WHAT YOU SHOULD DO: Transcribe the data that follows. Match it character for character.

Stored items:
★ ★ ★ ★ ★ ★ ★
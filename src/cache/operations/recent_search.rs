use std::sync::Arc;

use tokio::sync::Mutex;

use crate::api::models::SearchPlace;
use crate::cache::keys::RECENT_SEARCH_PLACES_KEY;
use crate::error::StoreError;
use crate::store::KeyValueStore;

pub const DEFAULT_RECENT_CAPACITY: usize = 10;

/// Last N distinct searched places, newest first, persisted as one JSON blob.
///
/// Clones share one write lock, so read-modify-write cycles issued through
/// any clone are serialised. Readers always go back to storage.
#[derive(Clone)]
pub struct RecentSearchCache {
    store: Arc<dyn KeyValueStore>,
    capacity: usize,
    write_lock: Arc<Mutex<()>>,
}

impl RecentSearchCache {
    pub fn new(store: Arc<dyn KeyValueStore>) -> Self {
        Self::with_capacity(store, DEFAULT_RECENT_CAPACITY)
    }

    pub fn with_capacity(store: Arc<dyn KeyValueStore>, capacity: usize) -> Self {
        Self {
            store,
            capacity,
            write_lock: Arc::new(Mutex::new(())),
        }
    }

    pub fn capacity(&self) -> usize {
        self.capacity
    }

    /// Stored places; unreadable or corrupt data reads as empty.
    pub async fn load(&self) -> Vec<SearchPlace> {
        match self.store.get(RECENT_SEARCH_PLACES_KEY).await {
            Ok(Some(json)) => decode_places(&json),
            Ok(None) => Vec::new(),
            Err(err) => {
                tracing::warn!("Failed to read recent search places: {}", err);
                Vec::new()
            }
        }
    }

    /// Merges a batch of results into the stored list and returns the list
    /// as written. An empty batch leaves storage untouched. A failed read
    /// aborts without writing; corrupt data is replaced.
    pub async fn record(&self, batch: &[SearchPlace]) -> Result<Vec<SearchPlace>, StoreError> {
        if batch.is_empty() {
            return Ok(self.load().await);
        }

        let _guard = self.write_lock.lock().await;
        let existing = match self.store.get(RECENT_SEARCH_PLACES_KEY).await? {
            Some(json) => decode_places(&json),
            None => Vec::new(),
        };
        let merged = merge_recent(existing, batch, self.capacity);
        let json = serde_json::to_string(&merged)?;
        self.store.set(RECENT_SEARCH_PLACES_KEY, &json).await?;

        tracing::debug!("Stored {} recent search places", merged.len());
        Ok(merged)
    }

    pub async fn clear(&self) -> Result<(), StoreError> {
        let _guard = self.write_lock.lock().await;
        self.store.remove(RECENT_SEARCH_PLACES_KEY).await
    }
}

fn decode_places(json: &str) -> Vec<SearchPlace> {
    serde_json::from_str(json).unwrap_or_else(|err| {
        tracing::warn!("Discarding unreadable recent search places: {}", err);
        Vec::new()
    })
}

/// Prepends each batch entry whose id is not already present, in batch order,
/// then truncates to `capacity`. Entries already present keep their slot.
pub fn merge_recent(
    existing: Vec<SearchPlace>,
    batch: &[SearchPlace],
    capacity: usize,
) -> Vec<SearchPlace> {
    let mut merged = existing;
    for place in batch {
        if merged.iter().any(|p| p.id == place.id) {
            continue;
        }
        merged.insert(0, place.clone());
    }
    merged.truncate(capacity);
    merged
}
★ ★ ★ ★ ★ ★ ★
ANSWER FOR THE TASK:
filename src/cache/operations/recent_search.rs
use std::sync::Arc;

use tokio::sync::Mutex;

use crate::api::models::SearchPlace;
use crate::cache::keys::RECENT_SEARCH_PLACES_KEY;
use crate::error::StoreError;
use crate::store::KeyValueStore;

pub const DEFAULT_RECENT_CAPACITY: usize = 10;

/// Last N distinct searched places, newest first, persisted as one JSON blob.
///
/// Clones share one write lock, so read-modify-write cycles issued through
/// any clone are serialised. Readers always go back to storage.
#[derive(Clone)]
pub struct RecentSearchCache {
    store: Arc<dyn KeyValueStore>,
    capacity: usize,
    write_lock: Arc<Mutex<()>>,
}

impl RecentSearchCache {
    pub fn new(store: Arc<dyn KeyValueStore>) -> Self {
        Self::with_capacity(store, DEFAULT_RECENT_CAPACITY)
    }

    pub fn with_capacity(store: Arc<dyn KeyValueStore>, capacity: usize) -> Self {
        Self {
            store,
            capacity,
            write_lock: Arc::new(Mutex::new(())),
        }
    }

    pub fn capacity(&self) -> usize {
        self.capacity
    }

    /// Stored places; unreadable or corrupt data reads as empty.
    pub async fn load(&self) -> Vec<SearchPlace> {
        match self.store.get(RECENT_SEARCH_PLACES_KEY).await {
            Ok(Some(json)) => decode_places(&json),
            Ok(None) => Vec::new(),
            Err(err) => {
                tracing::warn!("Failed to read recent search places: {}", err);
                Vec::new()
            }
        }
    }

    /// Merges a batch of results into the stored list and returns the list
    /// as written. An empty batch leaves storage untouched. A failed read
    /// aborts without writing; corrupt data is replaced.
    pub async fn record(&self, batch: &[SearchPlace]) -> Result<Vec<SearchPlace>, StoreError> {
        if batch.is_empty() {
            return Ok(self.load().await);
        }

        let _guard = self.write_lock.lock().await;
        let existing = match self.store.get(RECENT_SEARCH_PLACES_KEY).await? {
            Some(json) => decode_places(&json),
            None => Vec::new(),
        };
        let merged = merge_recent(existing, batch, self.capacity);
        let json = serde_json::to_string(&merged)?;
        self.store.set(RECENT_SEARCH_PLACES_KEY, &json).await?;

        tracing::debug!("Stored {} recent search places", merged.len());
        Ok(merged)
    }

    pub async fn clear(&self) -> Result<(), StoreError> {
        let _guard = self.write_lock.lock().await;
        self.store.remove(RECENT_SEARCH_PLACES_KEY).await
    }
}

fn decode_places(json: &str) -> Vec<SearchPlace> {
    serde_json::from_str(json).unwrap_or_else(|err| {
        tracing::warn!("Discarding unreadable recent search places: {}", err);
        Vec::new()
    })
}

/// Prepends each batch entry whose id is not already present, in batch order,
/// then truncates to `capacity`. Entries already present keep their slot.
pub fn merge_recent(
    existing: Vec<SearchPlace>,
    batch: &[SearchPlace],
    capacity: usize,
) -> Vec<SearchPlace> {
    let mut merged = existing;
    for place in batch {
        if merged.iter().any(|p| p.id == place.id) {
            continue;
        }
        merged.insert(0, place.clone());
    }
    merged.truncate(capacity);
    merged
}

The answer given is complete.